What can we conclude from Figure 8?
  Realistic traces. Flash is a bit faster, but not radically.
  Presumably this is a mix of cached/disk requests.
  But actual mix is not known, so we don't really know what we're testing.

How do figures 9 and 10 shed light on cached/disk performance?
  by varying data set size, control how well data fits in ~100 MB disk cache.

How do they vary the data set size?
  How does that affect cache vs disk?

Why is there a sudden decrease at around 100 mbytes in Figure 9?
  Why at 100 mbytes, not 50 mbytes or 200 mbytes?

Why is b/w around 50..100 mbits for large data set sizes?
  How many requests per second? 500 to 1000... assuming 80-kilobit files.
  Is this workload diskbound?
  What would b/w be if diskbound? 8 mbits/second...
  What's the cache hit rate?
    Hit rate must be around 90%
    That is, 10 files served per 10 millisecond disk seek (i.e. per miss)
    Or 1000 files per second
  Do they in fact ever evaluate disk-bound behavior?

Figure 9/10, Flash vs MP.
  Why does Flash beat MP for small data set? 
  Why does Flash beat MP for large data set?

Flash vs SPED
  Why are Flash and SPED close for small data set?
  Why does Flash beat SPED for large data set?

Flash vs MT (Figure 10)
  Flash and MT have about the same behavior for all data set sizes.
  Why?
  What does this mean w.r.t. whether Flash is worthwhile?

At right of Figure 9, why is MP < SPED?
  we expect MP to get more I/O concurrency with disk-heavy workload
  so maybe user-level cache is small in MP?

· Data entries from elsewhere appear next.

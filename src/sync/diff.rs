//! Content-addressed comparison of two directory trees.

use std::collections::BTreeMap;
use std::path::Path;

use super::hash::{file_digest, walk_files};
use super::{Change, ChangeKind, SyncError};

/// Relative path → content digest for every regular file beneath `root`.
fn snapshot(root: &Path) -> Result<BTreeMap<String, String>, SyncError> {
    let mut digests = BTreeMap::new();
    for rel in walk_files(root)? {
        let digest = file_digest(&root.join(&rel))?;
        digests.insert(rel, digest);
    }
    Ok(digests)
}

/// Compare tree `a` against tree `b`, producing `New` for paths only in `a`,
/// `Del` for paths only in `b`, and `Mod` for paths whose digests differ.
/// Output is sorted lexicographically by path and free of duplicates,
/// independent of filesystem enumeration order.
pub fn diff_trees(root_a: &Path, root_b: &Path) -> Result<Vec<Change>, SyncError> {
    let side_a = snapshot(root_a)?;
    let side_b = snapshot(root_b)?;

    let mut changes = Vec::new();
    let mut all_paths: Vec<&String> = side_a.keys().chain(side_b.keys()).collect();
    all_paths.sort();
    all_paths.dedup();

    for path in all_paths {
        match (side_a.get(path), side_b.get(path)) {
            (Some(_), None) => changes.push(Change::new(path.clone(), ChangeKind::New)),
            (None, Some(_)) => changes.push(Change::new(path.clone(), ChangeKind::Del)),
            (Some(da), Some(db)) if da != db => {
                changes.push(Change::new(path.clone(), ChangeKind::Mod))
            }
            _ => {}
        }
    }

    tracing::debug!(
        "Diffed {:?} against {:?}: {} changes",
        root_a,
        root_b,
        changes.len()
    );
    Ok(changes)
}

#[cfg(test)]
mod tests {
    use super::*;
    use std::fs;
    use tempfile::TempDir;

    fn tree(files: &[(&str, &str)]) -> TempDir {
        let dir = TempDir::new().unwrap();
        for (path, content) in files {
            let full = dir.path().join(path);
            if let Some(parent) = full.parent() {
                fs::create_dir_all(parent).unwrap();
            }
            fs::write(full, content).unwrap();
        }
        dir
    }

    #[test]
    fn mixed_changes_sorted() {
        // A has a new file, a modified file, another new file; B has one
        // file A lacks.
        let a = tree(&[("a.txt", "x"), ("b.txt", "y2"), ("c.txt", "z")]);
        let b = tree(&[("b.txt", "y1"), ("d.txt", "w")]);

        let changes = diff_trees(a.path(), b.path()).unwrap();
        assert_eq!(
            changes,
            vec![
                Change::new("a.txt", ChangeKind::New),
                Change::new("b.txt", ChangeKind::Mod),
                Change::new("c.txt", ChangeKind::New),
                Change::new("d.txt", ChangeKind::Del),
            ]
        );
    }

    #[test]
    fn identical_trees_diff_empty() {
        let a = tree(&[("x/y.txt", "same"), ("z.txt", "same too")]);
        let b = tree(&[("x/y.txt", "same"), ("z.txt", "same too")]);
        assert!(diff_trees(a.path(), b.path()).unwrap().is_empty());
    }

    #[test]
    fn tree_against_itself_is_empty() {
        let a = tree(&[("a.txt", "1"), ("b/c.txt", "2")]);
        assert!(diff_trees(a.path(), a.path()).unwrap().is_empty());
    }

    #[test]
    fn diff_is_inverse_with_kinds_swapped() {
        let a = tree(&[("a.txt", "x"), ("b.txt", "y2")]);
        let b = tree(&[("b.txt", "y1"), ("d.txt", "w")]);

        let forward = diff_trees(a.path(), b.path()).unwrap();
        let backward = diff_trees(b.path(), a.path()).unwrap();

        let swapped: Vec<Change> = backward
            .into_iter()
            .map(|c| {
                let kind = match c.kind {
                    ChangeKind::New => ChangeKind::Del,
                    ChangeKind::Del => ChangeKind::New,
                    ChangeKind::Mod => ChangeKind::Mod,
                };
                Change::new(c.path, kind)
            })
            .collect();
        assert_eq!(forward, swapped);
    }

    #[test]
    fn nested_paths_use_forward_slashes() {
        let a = tree(&[("deep/nested/file.txt", "content")]);
        let b = tree(&[]);
        let changes = diff_trees(a.path(), b.path()).unwrap();
        assert_eq!(changes[0].path, "deep/nested/file.txt");
    }

    #[test]
    fn unwalkable_root_is_an_error() {
        let a = tree(&[]);
        let missing = a.path().join("does-not-exist");
        assert!(diff_trees(&missing, a.path()).is_err());
    }
}
#[derive(Debug, Clone, Copy, PartialEq, Eq, Serialize, Deserialize)]
#[serde(rename_all = "lowercase")]
pub enum TriggeredBy {
    Manual,
    Auto,
}

impl TriggeredBy {
    pub fn as_str(&self) -> &'static str {
        match self {
            TriggeredBy::Manual => "manual",
            TriggeredBy::Auto => "auto",
        }
    }
}

/// One applied status transition.
#[derive(Debug, Clone, Serialize, Deserialize)]
pub struct StateTransition {
    pub from: EpicStatus,
    pub to: EpicStatus,
    pub timestamp: DateTime<Utc>,
    pub reason: String,
    pub triggered_by: TriggeredBy,
    /// Completion percentage at the moment the transition applied.
    pub progress: f64,
}

#[derive(Debug, Clone, Copy, PartialEq, Eq, Serialize, Deserialize)]
#[serde(rename_all = "snake_case")]
pub enum EventKind {
    EpicCreated,
    EpicUpdated,
    EpicDeleted,
    TransitionApplied,
    ValidationError,
}

#[derive(Debug, Clone, Serialize, Deserialize)]
pub struct WorkflowEvent {
    pub id: Uuid,
    pub kind: EventKind,
    pub epic_id: String,
    pub message: String,
    pub timestamp: DateTime<Utc>,
}

/// Observer invoked for each applied transition, inside the transition's
/// critical section after persistence succeeds. Implementations must not
/// block; heavy work belongs on a channel consumed elsewhere.
pub trait TransitionSubscriber: Send + Sync {
    fn on_transition(&self, epic: &Epic, transition: &StateTransition) -> Result<(), String>;
}

#[derive(Debug, Clone, Default)]
pub struct CreateEpicOptions {
    pub title: String,
    pub description: String,
    /// Priority label ("P0".."P3"); defaults to P2 when unset.
    pub priority: Option<String>,
    pub duration: Option<String>,
    pub tags: Vec<String>,
    pub dependencies: Vec<String>,
}

/// Partial update applied by `update_epic`.
#[derive(Debug, Clone, Default)]
pub struct EpicPatch {
    pub title: Option<String>,
    pub description: Option<String>,
    pub priority: Option<Priority>,
    pub status: Option<EpicStatus>,
    pub duration: Option<String>,
    pub tags: Option<Vec<String>>,
    pub dependencies: Option<Vec<String>>,
    pub user_stories: Option<Vec<UserStory>>,
    /// Reason recorded when the patch includes a status change.
    pub reason: Option<String>,
}

/// Advanced per-epic metrics derived from history and progress.
#[derive(Debug, Clone, Serialize)]
pub struct EpicMetrics {
    pub total_duration_secs: i64,
    pub duration_days: i64,
    pub transition_count: usize,
    #[serde(skip_serializing_if = "Option::is_none")]
    pub last_transition: Option<DateTime<Utc>>,
    pub avg_secs_between_transitions: f64,
    #[serde(skip_serializing_if = "Option::is_none")]
    pub estimated_completion: Option<DateTime<Utc>>,
}

struct TrackerState {
    history: HashMap<String, Vec<StateTransition>>,
    events: Vec<WorkflowEvent>,
    subscribers: Vec<Box<dyn TransitionSubscriber>>,
}

/// The workflow engine. Safe for concurrent use; every mutating operation
/// runs under the exclusive lock, reads under the shared lock.
pub struct WorkflowEngine {
    store: EpicStore,
    config: WorkflowConfig,
    inner: RwLock<TrackerState>,
}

Figure 12, why do most lines go up w/ # clients?
  Why does MP line go down a lot, starting at 50?
    Context switch costs? Partitioned 4MB caches?
  Why does MT line go down a little?

Cynical view:
  Should just use MT, not Flash.

Practical view:
  Flash far easier to implement then kernel-supported threads!
  Much better use of programmer time.